Benz: We think they're good basic building blocks then, as they are currently constructed.

Culloton: Yes. Excellent core holdings, and they get a Gold rating.

Benz: Russ, you also wanted to talk about some Columbia international funds that are recently looking better in the ratings scheme. Which funds are those?

Kinnel: That's right. Columbia Acorn International and Columbia Acorn International Select. They are funds that the managers and analysts kind of have equal duties in that they all have parsed out various regions, and each one takes tremendous responsibility for the stocks they own, and over time we've come to know the strategy better and the analysts better, and have really started to appreciate the results.

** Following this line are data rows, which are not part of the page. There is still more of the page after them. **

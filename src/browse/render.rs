//! HTML and terminal rendering of the results area. Every piece of song text is
//! escaped before it ends up in markup.

use super::controller::{ResultsBody, ResultsView};
use crate::songs::Song;
use std::fmt::Write;

const IDLE_MESSAGE: &str = "Pick a mood to see songs.";
const LOADING_MESSAGE: &str = "Loading songs...";

pub fn escape_html(text: &str) -> String {
    let mut escaped = String::with_capacity(text.len());
    for c in text.chars() {
        match c {
            '&' => escaped.push_str("&amp;"),
            '<' => escaped.push_str("&lt;"),
            '>' => escaped.push_str("&gt;"),
            '"' => escaped.push_str("&quot;"),
            '\'' => escaped.push_str("&#39;"),
            c => escaped.push(c),
        }
    }
    escaped
}

pub fn render_song_card(song: &Song) -> String {
    let mut html = format!(
        "<div class=\"song-card {}\">\n  <h3 class=\"song-title\">{}</h3>\n  <p class=\"song-artist\">by {}</p>\n",
        escape_html(song.mood.as_str()),
        escape_html(&song.title),
        escape_html(&song.artist),
    );
    if let Some(genre) = &song.genre {
        let _ = writeln!(
            html,
            "  <span class=\"song-genre\">{}</span>",
            escape_html(genre)
        );
    }
    if let Some(url) = song.playback_url() {
        let _ = writeln!(
            html,
            "  <a href=\"{}\" target=\"_blank\" rel=\"noopener noreferrer\" class=\"song-link\">🎵 Listen Now</a>",
            escape_html(&url)
        );
    }
    html.push_str("</div>\n");
    html
}

pub fn render_results_html(view: &ResultsView) -> String {
    let mut html = String::new();
    if let Some(title) = &view.title {
        let _ = writeln!(html, "<h2 id=\"results-title\">{}</h2>", escape_html(title));
    }
    match &view.body {
        ResultsBody::Idle => {
            let _ = writeln!(html, "<p class=\"hint\">{}</p>", IDLE_MESSAGE);
        }
        ResultsBody::Loading => {
            let _ = writeln!(html, "<div id=\"loading\" class=\"show\">{}</div>", LOADING_MESSAGE);
        }
        ResultsBody::Error(message) => {
            let _ = writeln!(
                html,
                "<div id=\"error\" class=\"show\">{}</div>",
                escape_html(message)
            );
        }
        ResultsBody::Empty(message) => {
            let _ = writeln!(
                html,
                "<div id=\"songs-grid\" class=\"show\">\n<p class=\"empty\">{}</p>\n</div>",
                escape_html(message)
            );
        }
        ResultsBody::Songs(songs) => {
            html.push_str("<div id=\"songs-grid\" class=\"show\">\n");
            for song in songs {
                html.push_str(&render_song_card(song));
            }
            html.push_str("</div>\n");
        }
    }
    html
}

fn song_line(position: usize, song: &Song) -> String {
    let mut line = format!("{:>3}. {} - {}", position, song.title, song.artist);
    if let Some(genre) = &song.genre {
        let _ = write!(line, " [{}]", genre);
    }
    if let Some(duration) = &song.duration {
        let _ = write!(line, " ({})", duration);
    }
    line
}

/// Plain text version of the results, numbered from 1.
pub fn render_results_text(view: &ResultsView) -> String {
    let mut text = String::new();
    if let Some(title) = &view.title {
        let _ = writeln!(text, "{}", title);
    }
    match &view.body {
        ResultsBody::Idle => {
            let _ = writeln!(text, "{}", IDLE_MESSAGE);
        }
        ResultsBody::Loading => {
            let _ = writeln!(text, "{}", LOADING_MESSAGE);
        }
        ResultsBody::Error(message) | ResultsBody::Empty(message) => {
            let _ = writeln!(text, "{}", message);
        }
        ResultsBody::Songs(songs) => {
            for (i, song) in songs.iter().enumerate() {
                let _ = writeln!(text, "{}", song_line(i + 1, song));
            }
        }
    }
    text
}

This is a really nice risk-adjusted performance. They don't have really big bets on any one stock, but over time we've gotten to appreciate how well that works, and performance has continued to hold up well. So we've raised it from Bronze to Silver, because we just feel like it's a really strong offering right now.

Benz: OK, so some positive stories in there, too. Thank you both for sharing your insights on these ratings. Very interesting stuff.

Culloton: Thank you.

Kinnel: You're welcome.

Benz: Thanks for watching. I'm Christian Benz for Morningstar.com.